A Lithuanian parliamentary committee has proposed waiving the requirement for politicians to declare meetings with lobbyists.
The parliamentary Committee on State Administration and Local Authorities submitted the proposal while considering the Ministry of Justice's amendments to the Law on Lobbying Activities.
Guoda Burokienė, the committee chair, told BNS the requirement for politicians to declare the meetings would increase the bureaucratic burden.
"A lawmaker already has a lot of work to do, and they would need to write a lot, which would contribute to bureaucracy," the politician said.
The Ministry of Justice had proposed increasing lobbying transparency, by committing all MPs, ministers, government and ministerial chancellors, leaders of political parties, mayors, councills and aadministration directors and their deputies declare the lobbying activity they have been subjected to during the drafting of each bill.

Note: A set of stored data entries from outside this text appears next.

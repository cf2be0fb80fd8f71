//! Command execution against the namenode container.

mod docker;

pub use docker::DockerExecRunner;
//! The chat agent: a tool-calling loop over a [`crate::llm::ChatProvider`]
//! with operator-side confirmation gating.

mod engine;
pub mod prompts;

pub use engine::{
    ActionEntry, Agent, AllowAll, GateDecision, ToolGate, TurnReport, MAX_TOOL_STEPS,
};
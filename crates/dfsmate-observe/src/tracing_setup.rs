//! Tracing subscriber initialization with structured logging and optional
//! OpenTelemetry trace export.
//!
//! The MCP server owns stdout for the wire protocol, so all log output goes
//! to stderr.

use opentelemetry::trace::TracerProvider as _;
use opentelemetry_sdk::trace::SdkTracerProvider;
use tracing_subscriber::fmt::format::FmtSpan;
use tracing_subscriber::layer::SubscriberExt;
use tracing_subscriber::util::SubscriberInitExt;
use tracing_subscriber::EnvFilter;

use std::sync::OnceLock;

/// Stores the OTel tracer provider so it can be shut down cleanly on exit.
static TRACER_PROVIDER: OnceLock<SdkTracerProvider> = OnceLock::new();

/// Initialize the global tracing subscriber.
///
/// - Installs a structured `fmt` layer writing to stderr, with target
///   visibility and span close timing.
/// - `filter` comes from the CLI verbosity flags; `RUST_LOG` overrides it.
/// - When `enable_otel` is true, additionally bridges tracing spans to
///   OpenTelemetry using a stdout exporter (suitable for local development;
///   swap the exporter for OTLP in production).
///
/// # Errors
///
/// Returns an error if the global subscriber has already been set or if
/// the OTel pipeline fails to initialize.
pub fn init_tracing(filter: &str, enable_otel: bool) -> Result<(), Box<dyn std::error::Error>> {
    let fmt_layer = tracing_subscriber::fmt::layer()
        .with_writer(std::io::stderr)
        .with_target(true)
        .with_span_events(FmtSpan::CLOSE);

    let env_filter = EnvFilter::try_from_default_env().unwrap_or_else(|_| EnvFilter::new(filter));

    if enable_otel {
        let provider = SdkTracerProvider::builder()
            .with_simple_exporter(opentelemetry_stdout::SpanExporter::default())
            .build();
        let tracer = provider.tracer("dfsmate");
        let otel_layer = tracing_opentelemetry::layer().with_tracer(tracer);

        // Store the provider for shutdown and register it globally.
        let _ = TRACER_PROVIDER.set(provider.clone());
        opentelemetry::global::set_tracer_provider(provider);

        tracing_subscriber::registry()
            .with(env_filter)
            .with(fmt_layer)
            .with(otel_layer)
            .init();
    } else {
        tracing_subscriber::registry()
            .with(env_filter)
            .with(fmt_layer)
            .init();
    }

    Ok(())
}

/// Flush pending traces and shut down the OpenTelemetry tracer provider.
///
/// Call this before process exit to ensure all buffered spans are exported.
/// Safe to call even when OTel was not enabled (no-op in that case).
pub fn shutdown_tracing() {
    if let Some(provider) = TRACER_PROVIDER.get() {
        if let Err(e) = provider.shutdown() {
            eprintln!("Warning: OTel tracer provider shutdown error: {e}");
        }
    }
}
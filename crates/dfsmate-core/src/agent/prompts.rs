//! System prompt for the HDFS administration agent.

pub const SYSTEM_PROMPT: &str = "\
You are an HDFS administration assistant operating a single-namenode cluster \
through a fixed set of tools.

Rules:
- Use the tools to answer questions about HDFS state; never invent paths, \
sizes, owners, or quota values.
- Prefer read-only tools (list, stat, get, getquota) when they suffice.
- Risky tools (mkdir, chmod, chown, setquota, snapshots, balancer) require \
operator confirmation. Call them with confirm=false and let the operator \
approve; do not claim an action succeeded unless its result says ok=true.
- Tool results are JSON envelopes: {\"ok\":true,\"data\":...} or \
{\"ok\":false,\"error\":...,\"hint\":...}. When a call fails, report the error \
and follow the hint if one is given.
- Keep answers short and concrete: paths, numbers, and what changed.";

They would be required to submit the reports to the Chief Commission of Official Ethics no later than seven days after the start of lobbying activity.
Sergėjus Muravjovas, head of Transparency International Lithuanian Chapter, says that by renouncing this idea the committee members "in fact wiped out the work of their colleagues over the past two years and threw the bill into the bin".
"What remains in this compromise bill barely differs from the existing law, and as politicians have admitted themselves, it does not work," Muravjovas told BNS.